Lapworth Lates is an evening of creativity inspired by the collection at Lapworth, since the museum reopened, they’ve been happening every 6 months or so, they’re fun, free and accessible events. What I really enjoy is they blur the line between science and the creative arts which I always like because this mantra that creative subjects and STEM subjects don’t mix is a nonsense.

I was commissioned to produce a new piece of work that responded to the theme of adventure, I devised a performance that mixed up theatre, escape rooms and cosmic horror. The set up was a student has gone missing and rumours of a secret society haunt the campus. Strange things are happening at Lapworth can you help the new curator solve the mystery? The audience or players are guided by the museum curator (played wonderfully by Tom Crowhurst) and have to solve a number of puzzles which reveal another part of the story. As each task is completed the players/audience discover that the student has been kidnapped by a secret society known as The Royal Society of Necromancers. It’s a fun horror story influenced by H P Lovecraft’s At the Mountains of Madness and John Carpenter’s The Thing.

Dinosaur at Lapworth Museum photo credit Oonagh Pennington-Wilson

For a while I’ve wanted to experiment with mixing up escape room style games with a narrative and characters so this was an exciting opportunity to experiment with these things. Theatre is always in danger of taking it self to seriously, as makers we can forget that the purpose of theatre making is to have a good night out. Escape rooms are fun, well they’re fun if you enjoy being locked in a room with family or close friends and you enjoy solving puzzles whilst letting any tensions within the relationship slowly bubble to the surface as you quickly run out of time. I wanted to see how the energy of escape rooms blends with that of theatre.
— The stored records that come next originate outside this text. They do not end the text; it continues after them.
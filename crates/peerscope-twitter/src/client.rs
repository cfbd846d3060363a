//! HTTP client for twitterapi.io.

use std::time::Duration;

use async_trait::async_trait;
use peerscope_core::{
    AccountSnapshot, AppConfig, CostEvent, ExternalError, Handle, Post, RunContext,
    SocialDataSource,
};
use peerscope_http::{AuthHeader, Backoff, ExternalCallClient, RetryPolicy};
use serde::de::DeserializeOwned;
use serde_json::Value;

use crate::types::{ApiTweet, LastTweetsResponse, UserInfoResponse};

pub const TARGET: &str = "twitterapi";
pub const DEFAULT_BASE_URL: &str = "https://api.twitterapi.io";
/// The `last_tweets` endpoint returns at most this many items per call.
pub const MAX_POSTS_PER_CALL: usize = 100;

/// Client for twitterapi.io. Authenticates with the `X-API-Key` header.
#[derive(Debug, Clone)]
pub struct TwitterApiClient {
    http: ExternalCallClient,
}

impl TwitterApiClient {
    /// Builds a client against `base_url` with an explicit retry policy.
    ///
    /// # Errors
    ///
    /// Returns [`ExternalError::Validation`] if `base_url` is not a valid URL.
    pub fn new(
        api_key: &str,
        base_url: &str,
        timeout: Duration,
        policy: RetryPolicy,
    ) -> Result<Self, ExternalError> {
        let http = ExternalCallClient::new(
            TARGET,
            base_url,
            AuthHeader::ApiKey {
                header: "X-API-Key".to_string(),
                value: api_key.to_string(),
            },
            timeout,
            policy,
        )?;
        Ok(Self { http })
    }

    /// Builds a client from application config.
    ///
    /// # Errors
    ///
    /// Returns [`ExternalError::Validation`] if `TWITTERAPI_KEY` is not set or
    /// the base URL is invalid.
    pub fn from_app_config(config: &AppConfig) -> Result<Self, ExternalError> {
        let api_key = config.twitter_api_key.as_deref().ok_or_else(|| {
            ExternalError::Validation("TWITTERAPI_KEY is not set".to_string())
        })?;
        Self::new(
            api_key,
            &config.twitter_base_url,
            Duration::from_secs(config.twitter_timeout_secs),
            Self::retry_policy(config),
        )
    }

    /// Fixed back-off on 429 and a pause after every success: the API
    /// enforces a hard per-second quota.
    #[must_use]
    pub fn retry_policy(config: &AppConfig) -> RetryPolicy {
        RetryPolicy {
            max_retries: config.max_retries,
            rate_limit_backoff: Backoff::Fixed(Duration::from_secs(
                config.twitter_rate_limit_backoff_secs,
            )),
            timeout_delay: Duration::from_secs(config.timeout_retry_delay_secs),
            courtesy_delay: Some(Duration::from_millis(config.twitter_courtesy_delay_ms))
                .filter(|d| !d.is_zero()),
        }
    }
}

#[async_trait]
impl SocialDataSource for TwitterApiClient {
    async fn user_by_handle(
        &self,
        ctx: &RunContext,
        handle: &Handle,
    ) -> Result<AccountSnapshot, ExternalError> {
        tracing::info!(handle = %handle, "fetching account");
        let body = self
            .http
            .get_json("/twitter/user/info", &[("userName", handle.to_string())])
            .await?;
        ctx.record_cost(CostEvent::UserInfo);

        let response: UserInfoResponse = decode(body, "user info")?;
        let Some(user) = response.data else {
            return Err(ExternalError::NotFound {
                target: TARGET.to_string(),
                resource: format!("account @{handle}"),
            });
        };

        let (Some(external_id), Some(user_name)) = (user.id, user.user_name) else {
            return Err(ExternalError::MalformedResponse {
                snippet: String::new(),
                reason: format!("user info for @{handle} lacks id or userName"),
            });
        };
        let returned = Handle::parse(&user_name).map_err(|e| ExternalError::MalformedResponse {
            snippet: user_name.clone(),
            reason: e.to_string(),
        })?;

        Ok(AccountSnapshot {
            external_id: Some(external_id),
            handle: returned,
            name: user.name,
            description: user.description,
            profile_image_url: user.profile_picture,
            followers: user.followers,
            following: user.following,
            post_count: user.statuses_count,
        })
    }

    async fn recent_posts(
        &self,
        ctx: &RunContext,
        handle: &Handle,
        max_results: usize,
    ) -> Result<Vec<Post>, ExternalError> {
        let count = max_results.clamp(1, MAX_POSTS_PER_CALL);
        let body = self
            .http
            .get_json(
                "/twitter/user/last_tweets",
                &[
                    ("userName", handle.to_string()),
                    ("count", count.to_string()),
                ],
            )
            .await?;

        let response: LastTweetsResponse = decode(body, "last tweets")?;
        let Some(raw) = response.data.and_then(|d| d.tweets) else {
            tracing::warn!(handle = %handle, "last_tweets response has no tweets array");
            return Ok(Vec::new());
        };

        // Billed on what the API returned, before filtering.
        ctx.record_cost(CostEvent::Posts {
            count: raw.len() as u64,
        });

        let total = raw.len();
        let posts: Vec<Post> = raw
            .into_iter()
            .filter(ApiTweet::is_original)
            .filter_map(into_post)
            .take(max_results)
            .collect();

        tracing::info!(
            handle = %handle,
            original = posts.len(),
            total,
            "fetched recent posts"
        );
        Ok(posts)
    }
}

fn into_post(tweet: ApiTweet) -> Option<Post> {
    Some(Post {
        id: tweet.id?,
        text: tweet.text,
        created_at: tweet.created_at,
        like_count: tweet.like_count,
        retweet_count: tweet.retweet_count,
        reply_count: tweet.reply_count,
        quote_count: tweet.quote_count,
        view_count: tweet.view_count,
    })
}

fn decode<T: DeserializeOwned>(body: Value, context: &str) -> Result<T, ExternalError> {
    serde_json::from_value(body.clone()).map_err(|e| ExternalError::MalformedResponse {
        snippet: peerscope_http::truncate_for_log(&body.to_string(), 500),
        reason: format!("{context}: {e}"),
    })
}
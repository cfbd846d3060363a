//! Peer pool command handlers.

use std::sync::Arc;

use clap::Subcommand;
use peerscope_core::{AppConfig, Handle, PoolKey};
use peerscope_engine::{AnalysisStore, PeerPool, PeerPoolSettings, SystemClock};

/// Sub-commands available under `pool`.
#[derive(Debug, Subcommand)]
pub enum PoolCommands {
    /// Print the pool key for a niche and follower count
    Key {
        /// Coarse niche label (tech, business, marketing, finance, health, other)
        #[arg(long)]
        niche: String,
        #[arg(long)]
        followers: u64,
    },
    /// Show pool health, for every pool or one key
    Stats {
        /// Restrict to one pool, e.g. `finance_2500-12500`
        #[arg(long)]
        pool_key: Option<String>,
    },
    /// Delete stale entries, then entries marked invalid
    Cleanup {
        /// Age in days past which an entry is stale (defaults to the configured value)
        #[arg(long)]
        days: Option<i64>,
    },
    /// Mark one entry invalid so it is no longer served
    Invalidate {
        #[arg(long)]
        handle: String,
        #[arg(long)]
        pool_key: String,
    },
}

pub(crate) fn peer_pool(config: &AppConfig, store: Arc<dyn AnalysisStore>) -> PeerPool {
    PeerPool::new(
        store,
        Arc::new(SystemClock),
        PeerPoolSettings::from_app_config(config),
    )
}

pub(crate) fn run_pool_key(niche: &str, followers: u64) {
    println!("{}", PeerPool::pool_key(niche, followers));
}

/// # Errors
///
/// Returns an error if the pool key does not parse or a query fails.
pub(crate) async fn run_pool_stats(peers: &PeerPool, pool_key: Option<&str>) -> anyhow::Result<()> {
    let key = pool_key.map(str::parse::<PoolKey>).transpose()?;
    let stats = peers.stats(key.as_ref()).await?;

    if let Some(key) = &key {
        println!("pool {key}");
    }
    println!("{:<10}{:<10}{:<10}INVALID", "TOTAL", "VALID", "STALE");
    println!(
        "{:<10}{:<10}{:<10}{}",
        stats.total, stats.valid, stats.stale, stats.invalid
    );

    if !stats.most_used.is_empty() {
        println!();
        println!("{:<22}{:<28}USED", "HANDLE", "POOL");
        for leader in &stats.most_used {
            println!(
                "{:<22}{:<28}{}",
                leader.handle.display_name(),
                leader.pool_key,
                leader.times_used
            );
        }
    }

    if !stats.by_niche.is_empty() {
        println!();
        println!("{:<14}ENTRIES", "NICHE");
        for (niche, entries) in &stats.by_niche {
            println!("{niche:<14}{entries}");
        }
    }
    Ok(())
}

/// # Errors
///
/// Returns an error if either delete fails.
pub(crate) async fn run_pool_cleanup(peers: &PeerPool, days: i64) -> anyhow::Result<()> {
    let stale = peers.cleanup_stale(days).await?;
    let invalid = peers.cleanup_invalid().await?;
    println!("removed {stale} stale and {invalid} invalid pool entries");
    Ok(())
}

/// # Errors
///
/// Returns an error if the handle or key does not parse, no entry matches, or
/// the update fails.
pub(crate) async fn run_pool_invalidate(
    peers: &PeerPool,
    raw_handle: &str,
    pool_key: &str,
) -> anyhow::Result<()> {
    let handle = Handle::parse(raw_handle)?;
    let key: PoolKey = pool_key.parse()?;
    if !peers.mark_invalid(&handle, &key).await? {
        anyhow::bail!("no entry for {} in pool {key}", handle.display_name());
    }
    println!("marked {} invalid in {key}", handle.display_name());
    Ok(())
}
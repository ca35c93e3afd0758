use super::{first_or_not_found, take_array, take_object};
use crate::error::{DatabaseError, Result};
use crate::store::{from_row, select_one, to_row, Embed, Filter, Query, Row, SharedStore, Table};
use chrono::{DateTime, Utc};
use sensicity_models::{
    Group, NewUser, Permission, Role, RoleWithPermissions, UpdateUser, User, UserDetails,
    UserProfile,
};
use serde_json::{json, Value};
use uuid::Uuid;

#[derive(Clone)]
pub struct UserRepository {
    store: SharedStore,
}

/// roles -> role_permissions -> permissions
pub(crate) fn permissions_embed() -> Embed {
    Embed::many(Table::RolePermissions, "id", "role_id")
        .embed(Embed::one(Table::Permissions, "permission_id", "id").alias("permission"))
}

fn role_with_permissions_embed() -> Embed {
    Embed::one(Table::Roles, "role_id", "id")
        .alias("role")
        .embed(permissions_embed())
}

/// Unpack a role row carrying a `role_permissions[].permission` tree.
pub(crate) fn role_from_tree(mut row: Row) -> Result<RoleWithPermissions> {
    let permissions = take_array(&mut row, "role_permissions")
        .into_iter()
        .filter_map(|mut link| take_object(&mut link, "permission"))
        .map(from_row::<Permission>)
        .collect::<Result<Vec<_>>>()?;

    Ok(RoleWithPermissions {
        role: from_row(row)?,
        permissions,
    })
}

impl UserRepository {
    pub fn new(store: SharedStore) -> Self {
        Self { store }
    }

    /// Create a new user
    pub async fn create(&self, new_user: &NewUser, password_hash: Option<&str>) -> Result<User> {
        let mut row = to_row(new_user)?;
        if let Some(hash) = password_hash {
            row.insert("password_hash".to_string(), json!(hash));
        }

        let row = self.store.insert(Table::Users, row).await?;
        from_row(row)
    }

    /// Find user by ID
    pub async fn find_by_id(&self, id: Uuid) -> Result<User> {
        let rows = self
            .store
            .select(&Query::table(Table::Users).eq("id", id).limit(1))
            .await?;
        first_or_not_found(rows, "User", &id.to_string())
    }

    /// Find user by email
    pub async fn find_by_email(&self, email: &str) -> Result<User> {
        let rows = self
            .store
            .select(&Query::table(Table::Users).eq("email", email).limit(1))
            .await?;
        first_or_not_found(rows, "User", email)
    }

    /// User together with their role and its permissions. `None` when the
    /// user has no role or the role row is gone.
    pub async fn find_with_role(&self, id: Uuid) -> Result<(User, Option<RoleWithPermissions>)> {
        let query = Query::table(Table::Users)
            .eq("id", id)
            .embed(role_with_permissions_embed());

        let mut row = select_one(self.store.as_ref(), query)
            .await?
            .ok_or_else(|| DatabaseError::not_found("User", &id.to_string()))?;

        let role = take_object(&mut row, "role").map(role_from_tree).transpose()?;
        Ok((from_row(row)?, role))
    }

    /// All users, newest first, with role and groups.
    pub async fn list_detailed(&self) -> Result<Vec<UserDetails>> {
        let query = Query::table(Table::Users)
            .order_by("created_at", false)
            .embed(Embed::one(Table::Roles, "role_id", "id").alias("role"))
            .embed(
                Embed::many(Table::UserGroups, "id", "user_id")
                    .embed(Embed::one(Table::Groups, "group_id", "id").alias("group")),
            );

        let rows = self.store.select(&query).await?;
        rows.into_iter().map(details_from_row).collect()
    }

    pub async fn list(&self) -> Result<Vec<UserProfile>> {
        let rows = self
            .store
            .select(&Query::table(Table::Users).order_by("created_at", false))
            .await?;
        rows.into_iter()
            .map(|row| from_row::<User>(row).map(UserProfile::from))
            .collect()
    }

    /// Update user; absent fields are left untouched.
    pub async fn update(&self, id: Uuid, update: &UpdateUser) -> Result<User> {
        let patch = to_row(update)?;
        if patch.is_empty() {
            return self.find_by_id(id).await;
        }
        self.patch(id, patch).await
    }

    /// Clear lockout bookkeeping and stamp the login time.
    pub async fn record_login_success(&self, id: Uuid, at: DateTime<Utc>) -> Result<User> {
        self.patch(
            id,
            row(json!({
                "last_login": at,
                "failed_login_attempts": 0,
                "locked_until": null,
            })),
        )
        .await
    }

    pub async fn record_login_failure(
        &self,
        id: Uuid,
        failed_attempts: i32,
        locked_until: Option<DateTime<Utc>>,
    ) -> Result<User> {
        self.patch(
            id,
            row(json!({
                "failed_login_attempts": failed_attempts,
                "locked_until": locked_until,
            })),
        )
        .await
    }

    pub async fn update_password(&self, id: Uuid, password_hash: &str) -> Result<()> {
        self.patch(id, row(json!({ "password_hash": password_hash })))
            .await?;
        Ok(())
    }

    /// Delete user
    pub async fn delete(&self, id: Uuid) -> Result<()> {
        let deleted = self
            .store
            .delete(Table::Users, &[Filter::eq("id", id)])
            .await?;
        if deleted == 0 {
            return Err(DatabaseError::not_found("User", &id.to_string()));
        }
        Ok(())
    }

    async fn patch(&self, id: Uuid, patch: Row) -> Result<User> {
        let rows = self
            .store
            .update(Table::Users, patch, &[Filter::eq("id", id)])
            .await?;
        first_or_not_found(rows, "User", &id.to_string())
    }
}

fn row(value: Value) -> Row {
    match value {
        Value::Object(map) => map,
        _ => Row::new(),
    }
}

fn details_from_row(mut row: Row) -> Result<UserDetails> {
    let role = take_object(&mut row, "role")
        .map(from_row::<Role>)
        .transpose()?;
    let groups = take_array(&mut row, "user_groups")
        .into_iter()
        .filter_map(|mut link| take_object(&mut link, "group"))
        .map(from_row::<Group>)
        .collect::<Result<Vec<_>>>()?;
    let user: User = from_row(row)?;

    Ok(UserDetails {
        profile: user.into(),
        role,
        groups,
    })
}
I think audiences had fun and it was an interesting and enjoyable experiment, I owe a lot to Tom, who was open and willing to experiment and ultimately had to most of the heavy lifting on the night. The puzzles I think were right level of difficulty and the players were able to solve the mystery. The game only last about 30 minutes which isn’t really enough time, this didn’t hurt game playing aspect too much but it did mean the story ended rather underwhelming. We set up a lot of world building and characters, but the players never get to see this world not properly — I wonder what would happen if we had more actors. The final task brings the audience to the store room of the museum which is down a long corridor, watching players enter the room it was a real missed opportunity not to have another actor in that space, perhaps it could be the Royal Society, perhaps it could be the missing student.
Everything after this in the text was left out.